For the most part, yes. But it might not be just that. It is a power and money grab that the FBI may be saying NO to.

Looks like they got a whiff of the "Aspen Report."

http://www.aspeninstitute.org/sites/default/files/content/docs/pubs/HS-HPSCI-hearing-011812.pdf

Select quotes...

The growth of our expectations of domestic security, and the evolution of threats away from traditional state actors toward non-state entities -- drug cartels, organized crime, and terrorism are prominent examples -- suggest that the DHS intelligence mission should be threat agnostic.

(Everyone is suspect.)

In English it is saying "non-international." (hold that thought) Then they try to create the impression that there is a "gap" in the current intel apparatus.

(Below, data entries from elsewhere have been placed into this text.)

// src/main.rs
//
// The structvis app shell. The keyboard is the whole control surface;
// every binding resolves to a clamped ParameterSet mutation, so the
// renderer below never sees a raw input value.
//
// Controls:
//   1-6            select variant (line, circle, diagonal, sineWave,
//                  checkerboard, symmetricalColor)
//   Left / Right   position
//   Up / Down      scale
//   T / G          line thickness
//   O / L          vertical offset
//   R / F          rotation
//   C / V          cell count
//   A S D W E      toggle automation (rotation, position, scale,
//                  thickness, offset)
//   - / =          rotation automation speed
//   I              shuffle the palette
//   0              reset parameters
//   P              toggle the debug readout

use nannou::prelude::*;
use rand::Rng;

use structvis::{
    animation::AutomationBank,
    config::Config,
    draw::draw_structure,
    models::{ParameterSet, StructureVariant},
    views::{compute_frame, default_palette, SLOT_COUNT},
};

struct Model {
    // live parameter state
    params: ParameterSet,
    automation: AutomationBank,

    // style
    palette: [Rgba<f32>; SLOT_COUNT],
    structure_alpha: f32,
    background_level: f32,
    base_cell_size: f32,

    random: rand::rngs::ThreadRng,
    debug_flag: bool,
}

fn main() {
    nannou::app(model).update(update).run();
}

fn model(app: &App) -> Model {
    // Load config
    let config = Config::load().expect("Failed to load config file");

    app.new_window()
        .title("structvis 0.2.1")
        .size(config.window.width, config.window.height)
        .view(view)
        .key_pressed(key_pressed)
        .build()
        .unwrap();

    let mut params = ParameterSet::default();
    params.set_cell_count(config.grid.cell_count);
    params.variant = StructureVariant::from_name(&config.grid.default_variant)
        .expect("Unknown structure variant in config");

    println!("structvis starting with variant '{}'", params.variant.name());

    Model {
        params,
        automation: AutomationBank::new(config.automation.default_speed_pct),
        palette: default_palette(config.style.structure_alpha),
        structure_alpha: config.style.structure_alpha,
        background_level: config.style.background_level,
        base_cell_size: config.grid.base_cell_size,
        random: rand::thread_rng(),
        debug_flag: false,
    }
}

fn update(_app: &App, model: &mut Model, _update: Update) {
    if model.automation.any_playing() {
        model.automation.advance(&mut model.params);
    }
}

fn view(app: &App, model: &Model, frame: Frame) {
    let draw = app.draw();
    let level = model.background_level;
    draw.background().color(rgb(level, level, level));

    let win = app.window_rect();
    let slots = compute_frame(
        &model.params,
        win.w(),
        win.h(),
        model.base_cell_size,
        &model.palette,
    );

    // Structures composite additively where they overlap
    let overlay = draw.color_blend(BLEND_ADD);
    for slot in &slots {
        draw_structure(&overlay, slot, win.w(), win.h());
    }

    if model.debug_flag {
        let params = &model.params;
        draw.text(&format!(
            "{}  pos {:.0}  scale {:.2}  thick {:.1}  offset {:.3}  rot {:.1}  cells {}",
            params.variant.name(),
            params.position,
            params.scale,
            params.line_thickness,
            params.y_offset,
            params.rotation,
            params.cell_count,
        ))
        .x_y(0.0, win.top() - 20.0)
        .w(win.w())
        .color(RED);
    }

    draw.to_frame(app, &frame).unwrap();
}

fn key_pressed(_app: &App, model: &mut Model, key: Key) {
    let params = &mut model.params;
    match key {
        // Variant selection
        Key::Key1 => params.variant = StructureVariant::Line,
        Key::Key2 => params.variant = StructureVariant::Circle,
        Key::Key3 => params.variant = StructureVariant::Diagonal,
        Key::Key4 => params.variant = StructureVariant::SineWave,
        Key::Key5 => params.variant = StructureVariant::Checkerboard,
        Key::Key6 => params.variant = StructureVariant::SymmetricalColor,

        // Parameter nudges
        Key::Left => params.set_position(params.position - 2.0),
        Key::Right => params.set_position(params.position + 2.0),
        Key::Up => params.set_scale(params.scale + 0.05),
        Key::Down => params.set_scale(params.scale - 0.05),
        Key::T => params.set_line_thickness(params.line_thickness + 0.5),
        Key::G => params.set_line_thickness(params.line_thickness - 0.5),
        Key::O => params.set_y_offset(params.y_offset + 0.001),
        Key::L => params.set_y_offset(params.y_offset - 0.001),
        Key::R => params.set_rotation(params.rotation + 5.0),
        Key::F => params.set_rotation(params.rotation - 5.0),
        Key::C => params.set_cell_count(params.cell_count.saturating_sub(5)),
        Key::V => params.set_cell_count(params.cell_count + 5),

        // Automation toggles
        Key::A => model.automation.rotation.toggle(),
        Key::S => model.automation.position.toggle(),
        Key::D => model.automation.scale.toggle(),
        Key::W => model.automation.line_thickness.toggle(),
        Key::E => model.automation.y_offset.toggle(),
        Key::Minus => {
            let state = &mut model.automation.rotation;
            state.speed_pct = (state.speed_pct - 5.0).max(0.0);
        }
        Key::Equals => {
            let state = &mut model.automation.rotation;
            state.speed_pct = (state.speed_pct + 5.0).min(100.0);
        }

        Key::I => {
            // New random palette, alpha preserved for the blend pass
            model.palette = [
                rgba(
                    model.random.gen(),
                    model.random.gen(),
                    model.random.gen(),
                    model.structure_alpha,
                ),
                rgba(
                    model.random.gen(),
                    model.random.gen(),
                    model.random.gen(),
                    model.structure_alpha,
                ),
                rgba(
                    model.random.gen(),
                    model.random.gen(),
                    model.random.gen(),
                    model.structure_alpha,
                ),
            ];
        }
        Key::Key0 => {
            params.reset();
            model.palette = default_palette(model.structure_alpha);
        }
        Key::P => {
            model.debug_flag = !model.debug_flag;
        }
        _ => (),
    }
}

In an age of budget constraints, pressure on DHS to focus on core areas of responsibility and capability -- and to avoid emphasis on areas performed by other entities -- may allow for greater focus on these areas of core competency while the agency sheds intelligence functions less central to the DHS mission. Analysts and managers in Washington’s sprawling intelligence architecture often speak of the value of competitive analysis -- analysts at different agencies, for example, looking at similar problems to ensure that we miss no new perspective, no potentially valuable data source."

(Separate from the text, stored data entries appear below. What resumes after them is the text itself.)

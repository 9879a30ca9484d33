// src/draw/command_draw.rs
//
// Emits structure draw commands onto a nannou Draw surface. This is the
// only place that knows about the two coordinate spaces: structures work
// in canvas units (top-left origin, y down), nannou draws from a centered
// origin with y up.

use nannou::prelude::*;

use crate::render::{DrawCommand, DrawStyle, Transform2D};
use crate::views::StructureSlot;

// Canvas coordinates (top-left origin, y down) to nannou screen space.
fn canvas_to_screen(point: Point2, canvas_w: f32, canvas_h: f32) -> Point2 {
    pt2(point.x - canvas_w / 2.0, canvas_h / 2.0 - point.y)
}

/// Draws one placed structure. Commands are cloned, flipped into screen
/// space, rotated about the placement center, and emitted; nothing on the
/// Draw surface outlives the call.
pub fn draw_structure(draw: &Draw, slot: &StructureSlot, canvas_w: f32, canvas_h: f32) {
    let style = DrawStyle {
        color: slot.geometry.color,
        stroke_weight: slot.geometry.line_width,
    };

    // Positive placement rotation is clockwise on screen; y flips between
    // the spaces, so the screen-space angle negates.
    let transform = Transform2D {
        translation: canvas_to_screen(slot.placement.center, canvas_w, canvas_h),
        scale: 1.0,
        rotation: -slot.placement.rotation,
    };

    for mut command in slot.render() {
        command.map_points(|point| pt2(point.x, -point.y));
        command.apply_transform(&transform);
        draw_command(draw, &command, &style);
    }
}

fn draw_command(draw: &Draw, command: &DrawCommand, style: &DrawStyle) {
    match command {
        DrawCommand::Line { start, end } => {
            draw.line()
                .start(*start)
                .end(*end)
                .stroke_weight(style.stroke_weight)
                .color(style.color)
                .caps_round();
        }
        DrawCommand::Polyline { points } => {
            for window in points.windows(2) {
                if let [p1, p2] = window {
                    draw.line()
                        .start(*p1)
                        .end(*p2)
                        .stroke_weight(style.stroke_weight)
                        .color(style.color)
                        .caps_round();
                }
            }
        }
        DrawCommand::Ellipse { center, radius } => {
            draw.ellipse()
                .x_y(center.x, center.y)
                .radius(*radius)
                .color(style.color);
        }
        DrawCommand::Quad { corners, filled } => {
            let [a, b, c, d] = *corners;
            if *filled {
                draw.quad().points(a, b, c, d).color(style.color);
            } else {
                draw.quad()
                    .points(a, b, c, d)
                    .no_fill()
                    .stroke_color(style.color)
                    .stroke_weight(style.stroke_weight);
            }
        }
        DrawCommand::Arc { points, weight } => {
            for window in points.windows(2) {
                if let [p1, p2] = window {
                    draw.line()
                        .start(*p1)
                        .end(*p2)
                        .stroke_weight(*weight)
                        .color(style.color)
                        .caps_round();
                }
            }
        }
    }
}
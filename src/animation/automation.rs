// src/animation/automation.rs
//
// Per-parameter automation. Rotation advances continuously and wraps;
// every other parameter sweeps back and forth, reversing direction when it
// reaches a range bound. Advanced once per update frame by the app shell.

use crate::models::parameters::{
    LINE_THICKNESS_RANGE, POSITION_RANGE, SCALE_RANGE, Y_OFFSET_RANGE,
};
use crate::models::ParameterSet;

// Per-frame step factors at 100% speed.
const ROTATION_STEP: f32 = 3.0;
const POSITION_STEP: f32 = 10.0;
const SCALE_STEP: f32 = 0.2;
const LINE_THICKNESS_STEP: f32 = 0.4;
const Y_OFFSET_STEP: f32 = 0.01;

#[derive(Debug, Clone)]
pub struct AutomationState {
    pub playing: bool,
    pub speed_pct: f32,
    pub direction: f32, // 1.0 or -1.0
}

impl AutomationState {
    pub fn new(speed_pct: f32) -> Self {
        Self {
            playing: false,
            speed_pct,
            direction: 1.0,
        }
    }

    pub fn toggle(&mut self) {
        self.playing = !self.playing;
    }

    // Bounce `value` between the range bounds, flipping direction on contact.
    fn sweep(&mut self, value: f32, range: (f32, f32), step_factor: f32) -> f32 {
        let speed = (self.speed_pct / 100.0).max(0.1) * self.direction * step_factor;
        let next = value + speed;
        if next >= range.1 || next <= range.0 {
            self.direction *= -1.0;
        }
        next.clamp(range.0, range.1)
    }
}

#[derive(Debug, Clone)]
pub struct AutomationBank {
    pub rotation: AutomationState,
    pub position: AutomationState,
    pub scale: AutomationState,
    pub line_thickness: AutomationState,
    pub y_offset: AutomationState,
}

impl AutomationBank {
    pub fn new(speed_pct: f32) -> Self {
        Self {
            rotation: AutomationState::new(speed_pct),
            position: AutomationState::new(speed_pct),
            scale: AutomationState::new(speed_pct),
            line_thickness: AutomationState::new(speed_pct),
            y_offset: AutomationState::new(speed_pct),
        }
    }

    pub fn any_playing(&self) -> bool {
        self.rotation.playing
            || self.position.playing
            || self.scale.playing
            || self.line_thickness.playing
            || self.y_offset.playing
    }

    /// Advance all playing parameters by one frame.
    pub fn advance(&mut self, params: &mut ParameterSet) {
        if self.rotation.playing {
            // continuous, no direction change
            let speed = ROTATION_STEP * self.rotation.speed_pct / 100.0;
            params.rotation = (params.rotation + speed).rem_euclid(360.0);
        }
        if self.position.playing {
            params.position = self
                .position
                .sweep(params.position, POSITION_RANGE, POSITION_STEP);
        }
        if self.scale.playing {
            params.scale = self.scale.sweep(params.scale, SCALE_RANGE, SCALE_STEP);
        }
        if self.line_thickness.playing {
            params.line_thickness = self.line_thickness.sweep(
                params.line_thickness,
                LINE_THICKNESS_RANGE,
                LINE_THICKNESS_STEP,
            );
        }
        if self.y_offset.playing {
            params.y_offset = self
                .y_offset
                .sweep(params.y_offset, Y_OFFSET_RANGE, Y_OFFSET_STEP);
        }
    }
}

Well, we certainly would not want that, lets go with a single source of information that is not questioned!

There remains room for this type of analysis, (Well that's mighty big of `em) but there are enough agencies pursuing the terrorist adversary to allow DHS to build a new analytic foundation that emphasizes data, analytic questions, and customer groups that are not the focus for other agencies. Analysis that helps private-sector partners better understand how to mitigate threats to infrastructure, for example, should win more resourcing (MONEY) than a focus on all-source analysis of general threats, such as work on assessing the perpetrators of attacks. Conversely, all-source analysis of terrorist groups and general terrorist trends should remain the domain of other intelligence agencies.

So, the blanket label of "terrorism" is used to justify this power grab. Above, terrorism is referenced as "non-state" i.e. international, to prove there is a gap in intelligence gathering. Below, there is a reversal of this in the "understand overseas terrorist incidents and translate them into analysis for the US."

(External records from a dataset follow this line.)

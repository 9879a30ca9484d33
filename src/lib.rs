// src/lib.rs
// structvis: parametric structure visualizer

pub mod animation;
pub mod config;
pub mod draw;
pub mod models;
pub mod render;
pub mod views;
// src/models/geometry.rs
// Value types describing one structure's grid and its per-frame placement

use nannou::prelude::*;

// Everything a structure needs to emit its draw commands.
// Coordinates are canvas units with a top-left origin, y pointing down;
// the draw backend converts to screen space.
#[derive(Debug, Clone)]
pub struct GridGeometry {
    pub origin: Point2,
    pub cell_size: f32,
    pub cell_count: u32,
    pub color: Rgba<f32>,
    pub line_width: f32,
}

impl GridGeometry {
    /// Side length of the full grid square.
    pub fn extent(&self) -> f32 {
        self.cell_size * self.cell_count as f32
    }

    /// Top-left corner of cell (i, j).
    pub fn cell_origin(&self, i: u32, j: u32) -> Point2 {
        pt2(
            self.origin.x + i as f32 * self.cell_size,
            self.origin.y + j as f32 * self.cell_size,
        )
    }

    /// Center of cell (i, j).
    pub fn cell_center(&self, i: u32, j: u32) -> Point2 {
        let corner = self.cell_origin(i, j);
        pt2(corner.x + self.cell_size / 2.0, corner.y + self.cell_size / 2.0)
    }

    /// Center of the full grid square.
    pub fn midpoint(&self) -> Point2 {
        pt2(
            self.origin.x + self.extent() / 2.0,
            self.origin.y + self.extent() / 2.0,
        )
    }
}

// Where a structure sits this frame. Recomputed from the parameter set on
// every frame, never stored on the structure itself.
#[derive(Debug, Clone, Copy)]
pub struct Placement {
    pub center: Point2,
    pub rotation: f32, // radians, positive is clockwise on screen
}
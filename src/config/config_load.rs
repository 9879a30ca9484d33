// src/config/config_load.rs
//
// loading config.toml

use serde::Deserialize;
use std::fs;

use super::{AutomationConfig, GridConfig, StyleConfig, WindowConfig};

#[derive(Debug, Deserialize)]
pub struct Config {
    pub window: WindowConfig,
    pub style: StyleConfig,
    pub grid: GridConfig,
    pub automation: AutomationConfig,
}

impl Config {
    pub fn load() -> Result<Self, Box<dyn std::error::Error>> {
        // First try to load from the executable's directory
        if let Some(exe_config) = Self::load_from_exe_dir() {
            return Ok(exe_config);
        }

        // Fallback to loading from the current working directory
        Self::load_from_working_dir()
    }

    fn load_from_exe_dir() -> Option<Self> {
        let exe_path = std::env::current_exe().ok()?;
        let exe_dir = exe_path.parent()?;
        let config_path = exe_dir.join("config.toml");

        if config_path.exists() {
            let content = fs::read_to_string(&config_path).ok()?;
            toml::from_str(&content).ok()
        } else {
            None
        }
    }

    fn load_from_working_dir() -> Result<Self, Box<dyn std::error::Error>> {
        let content = fs::read_to_string("config.toml")?;
        Ok(toml::from_str(&content)?)
    }
}
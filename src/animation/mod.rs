// src/animation/mod.rs

pub mod automation;

pub use automation::{AutomationBank, AutomationState};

This new approach to intelligence (new and improved!) -- serving local partners’ requirements, providing intelligence in areas (such as infrastructure) not previously served by intelligence agencies, (duh) and disseminating information by new means -- reflects a transition in how Americans perceive national security. For this reason, state/local agencies, as clients for DHS intelligence, should also be involved in the development of requirements for what kinds of intelligence on emerging threats would be most helpful, from changing tactics for smuggling aliens into the United States to how to understand overseas terrorist incidents and translate them into analysis for the US.

What part of "not previously served" did they not understand when they wrote "providing intelligence in areas (such as infrastructure) not previously served by intelligence agencies,"

Throughout the document there is the pervasive intrusion into state and local law enforcement agencies. there are no less that twelve direct references to this.

Local private sector (1)

Local partner (5)

local agency (3)

local police agency (1)

localized (1)

And they will "help" with the screening, hiring and training of all those "interfaces" with the State and local P.D's.

That is not the end of it. They want in on the private sector as well.

There are eight references to "private" with six as "private sector" and one each to "private partnership" and "private."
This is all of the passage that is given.